**EXERCISE BRIEF**
What follows is a set of records; give them all back exactly.

**Stored data entries**
■ ■ ■

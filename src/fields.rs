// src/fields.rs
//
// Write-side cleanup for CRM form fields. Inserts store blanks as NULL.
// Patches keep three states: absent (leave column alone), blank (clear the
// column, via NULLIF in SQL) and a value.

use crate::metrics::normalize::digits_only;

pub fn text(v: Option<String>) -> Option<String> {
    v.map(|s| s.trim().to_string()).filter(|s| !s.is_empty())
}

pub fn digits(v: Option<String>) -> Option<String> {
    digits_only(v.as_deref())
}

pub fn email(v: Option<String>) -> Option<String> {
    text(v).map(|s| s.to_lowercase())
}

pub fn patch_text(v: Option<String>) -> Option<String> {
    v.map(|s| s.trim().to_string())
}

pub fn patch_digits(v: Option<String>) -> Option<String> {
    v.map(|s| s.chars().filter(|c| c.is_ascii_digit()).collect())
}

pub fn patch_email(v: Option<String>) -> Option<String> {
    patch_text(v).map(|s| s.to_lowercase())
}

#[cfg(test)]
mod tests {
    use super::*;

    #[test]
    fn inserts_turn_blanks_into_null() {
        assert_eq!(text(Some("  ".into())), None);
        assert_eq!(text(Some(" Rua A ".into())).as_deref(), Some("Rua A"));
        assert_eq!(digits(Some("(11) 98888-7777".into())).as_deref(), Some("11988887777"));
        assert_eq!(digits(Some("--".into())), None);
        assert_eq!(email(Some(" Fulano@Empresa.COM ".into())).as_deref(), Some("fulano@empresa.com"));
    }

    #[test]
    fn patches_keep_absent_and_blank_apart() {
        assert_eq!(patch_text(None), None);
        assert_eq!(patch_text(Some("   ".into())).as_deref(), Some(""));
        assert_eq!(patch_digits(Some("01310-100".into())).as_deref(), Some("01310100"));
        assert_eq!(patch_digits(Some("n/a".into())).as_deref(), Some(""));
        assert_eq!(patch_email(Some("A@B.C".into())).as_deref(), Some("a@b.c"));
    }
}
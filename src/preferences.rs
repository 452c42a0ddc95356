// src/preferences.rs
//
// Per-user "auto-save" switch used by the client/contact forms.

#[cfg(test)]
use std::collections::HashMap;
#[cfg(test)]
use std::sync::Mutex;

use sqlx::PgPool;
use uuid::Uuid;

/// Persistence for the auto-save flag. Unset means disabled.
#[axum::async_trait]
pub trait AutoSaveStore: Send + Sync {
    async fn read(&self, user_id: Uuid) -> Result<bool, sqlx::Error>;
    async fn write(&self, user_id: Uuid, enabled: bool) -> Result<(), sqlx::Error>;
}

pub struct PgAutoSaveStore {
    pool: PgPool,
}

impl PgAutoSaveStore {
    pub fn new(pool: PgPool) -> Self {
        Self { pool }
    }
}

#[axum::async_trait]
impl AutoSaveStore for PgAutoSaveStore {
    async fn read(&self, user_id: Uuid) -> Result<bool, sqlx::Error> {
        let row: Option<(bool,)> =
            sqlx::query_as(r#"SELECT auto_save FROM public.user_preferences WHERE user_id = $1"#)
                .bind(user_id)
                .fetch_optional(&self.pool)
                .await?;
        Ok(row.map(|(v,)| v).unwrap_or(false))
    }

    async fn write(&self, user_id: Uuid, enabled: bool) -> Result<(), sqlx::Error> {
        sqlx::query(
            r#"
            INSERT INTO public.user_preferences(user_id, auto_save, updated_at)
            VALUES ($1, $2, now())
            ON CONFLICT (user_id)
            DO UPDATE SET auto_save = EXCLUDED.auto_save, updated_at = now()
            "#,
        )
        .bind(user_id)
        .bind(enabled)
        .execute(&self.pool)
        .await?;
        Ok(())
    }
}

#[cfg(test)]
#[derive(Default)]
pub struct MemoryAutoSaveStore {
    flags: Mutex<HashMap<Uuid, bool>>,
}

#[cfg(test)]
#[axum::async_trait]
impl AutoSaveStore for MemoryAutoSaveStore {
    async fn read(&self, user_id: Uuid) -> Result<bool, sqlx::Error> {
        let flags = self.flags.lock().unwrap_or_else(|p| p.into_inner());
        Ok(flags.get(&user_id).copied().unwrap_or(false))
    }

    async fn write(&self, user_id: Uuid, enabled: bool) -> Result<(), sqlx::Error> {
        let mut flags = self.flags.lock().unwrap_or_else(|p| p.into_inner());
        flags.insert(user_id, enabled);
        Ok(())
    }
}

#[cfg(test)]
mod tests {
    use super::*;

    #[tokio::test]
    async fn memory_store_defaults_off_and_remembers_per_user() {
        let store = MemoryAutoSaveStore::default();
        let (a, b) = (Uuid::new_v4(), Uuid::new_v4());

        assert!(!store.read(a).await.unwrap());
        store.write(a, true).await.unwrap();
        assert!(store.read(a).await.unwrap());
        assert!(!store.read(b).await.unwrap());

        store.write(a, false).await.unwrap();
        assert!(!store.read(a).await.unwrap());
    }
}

■ ■ ■

**RESULT OF THIS EXERCISE**
filename src/fields.rs
// src/fields.rs
//
// Write-side cleanup for CRM form fields. Inserts store blanks as NULL.
// Patches keep three states: absent (leave column alone), blank (clear the
// column, via NULLIF in SQL) and a value.

use crate::metrics::normalize::digits_only;

pub fn text(v: Option<String>) -> Option<String> {
    v.map(|s| s.trim().to_string()).filter(|s| !s.is_empty())
}

pub fn digits(v: Option<String>) -> Option<String> {
    digits_only(v.as_deref())
}

pub fn email(v: Option<String>) -> Option<String> {
    text(v).map(|s| s.to_lowercase())
}

pub fn patch_text(v: Option<String>) -> Option<String> {
    v.map(|s| s.trim().to_string())
}

pub fn patch_digits(v: Option<String>) -> Option<String> {
    v.map(|s| s.chars().filter(|c| c.is_ascii_digit()).collect())
}

pub fn patch_email(v: Option<String>) -> Option<String> {
    patch_text(v).map(|s| s.to_lowercase())
}

#[cfg(test)]
mod tests {
    use super::*;

    #[test]
    fn inserts_turn_blanks_into_null() {
        assert_eq!(text(Some("  ".into())), None);
        assert_eq!(text(Some(" Rua A ".into())).as_deref(), Some("Rua A"));
        assert_eq!(digits(Some("(11) 98888-7777".into())).as_deref(), Some("11988887777"));
        assert_eq!(digits(Some("--".into())), None);
        assert_eq!(email(Some(" Fulano@Empresa.COM ".into())).as_deref(), Some("fulano@empresa.com"));
    }

    #[test]
    fn patches_keep_absent_and_blank_apart() {
        assert_eq!(patch_text(None), None);
        assert_eq!(patch_text(Some("   ".into())).as_deref(), Some(""));
        assert_eq!(patch_digits(Some("01310-100".into())).as_deref(), Some("01310100"));
        assert_eq!(patch_digits(Some("n/a".into())).as_deref(), Some(""));
        assert_eq!(patch_email(Some("A@B.C".into())).as_deref(), Some("a@b.c"));
    }
}
filename src/preferences.rs
repository 452c42a0ddc95356
// src/preferences.rs
//
// Per-user "auto-save" switch used by the client/contact forms.

#[cfg(test)]
use std::collections::HashMap;
#[cfg(test)]
use std::sync::Mutex;

use sqlx::PgPool;
use uuid::Uuid;

/// Persistence for the auto-save flag. Unset means disabled.
#[axum::async_trait]
pub trait AutoSaveStore: Send + Sync {
    async fn read(&self, user_id: Uuid) -> Result<bool, sqlx::Error>;
    async fn write(&self, user_id: Uuid, enabled: bool) -> Result<(), sqlx::Error>;
}

pub struct PgAutoSaveStore {
    pool: PgPool,
}

impl PgAutoSaveStore {
    pub fn new(pool: PgPool) -> Self {
        Self { pool }
    }
}

#[axum::async_trait]
impl AutoSaveStore for PgAutoSaveStore {
    async fn read(&self, user_id: Uuid) -> Result<bool, sqlx::Error> {
        let row: Option<(bool,)> =
            sqlx::query_as(r#"SELECT auto_save FROM public.user_preferences WHERE user_id = $1"#)
                .bind(user_id)
                .fetch_optional(&self.pool)
                .await?;
        Ok(row.map(|(v,)| v).unwrap_or(false))
    }

    async fn write(&self, user_id: Uuid, enabled: bool) -> Result<(), sqlx::Error> {
        sqlx::query(
            r#"
            INSERT INTO public.user_preferences(user_id, auto_save, updated_at)
            VALUES ($1, $2, now())
            ON CONFLICT (user_id)
            DO UPDATE SET auto_save = EXCLUDED.auto_save, updated_at = now()
            "#,
        )
        .bind(user_id)
        .bind(enabled)
        .execute(&self.pool)
        .await?;
        Ok(())
    }
}

#[cfg(test)]
#[derive(Default)]
pub struct MemoryAutoSaveStore {
    flags: Mutex<HashMap<Uuid, bool>>,
}

#[cfg(test)]
#[axum::async_trait]
impl AutoSaveStore for MemoryAutoSaveStore {
    async fn read(&self, user_id: Uuid) -> Result<bool, sqlx::Error> {
        let flags = self.flags.lock().unwrap_or_else(|p| p.into_inner());
        Ok(flags.get(&user_id).copied().unwrap_or(false))
    }

    async fn write(&self, user_id: Uuid, enabled: bool) -> Result<(), sqlx::Error> {
        let mut flags = self.flags.lock().unwrap_or_else(|p| p.into_inner());
        flags.insert(user_id, enabled);
        Ok(())
    }
}

#[cfg(test)]
mod tests {
    use super::*;

    #[tokio::test]
    async fn memory_store_defaults_off_and_remembers_per_user() {
        let store = MemoryAutoSaveStore::default();
        let (a, b) = (Uuid::new_v4(), Uuid::new_v4());

        assert!(!store.read(a).await.unwrap());
        store.write(a, true).await.unwrap();
        assert!(store.read(a).await.unwrap());
        assert!(!store.read(b).await.unwrap());

        store.write(a, false).await.unwrap();
        assert!(!store.read(a).await.unwrap());
    }
}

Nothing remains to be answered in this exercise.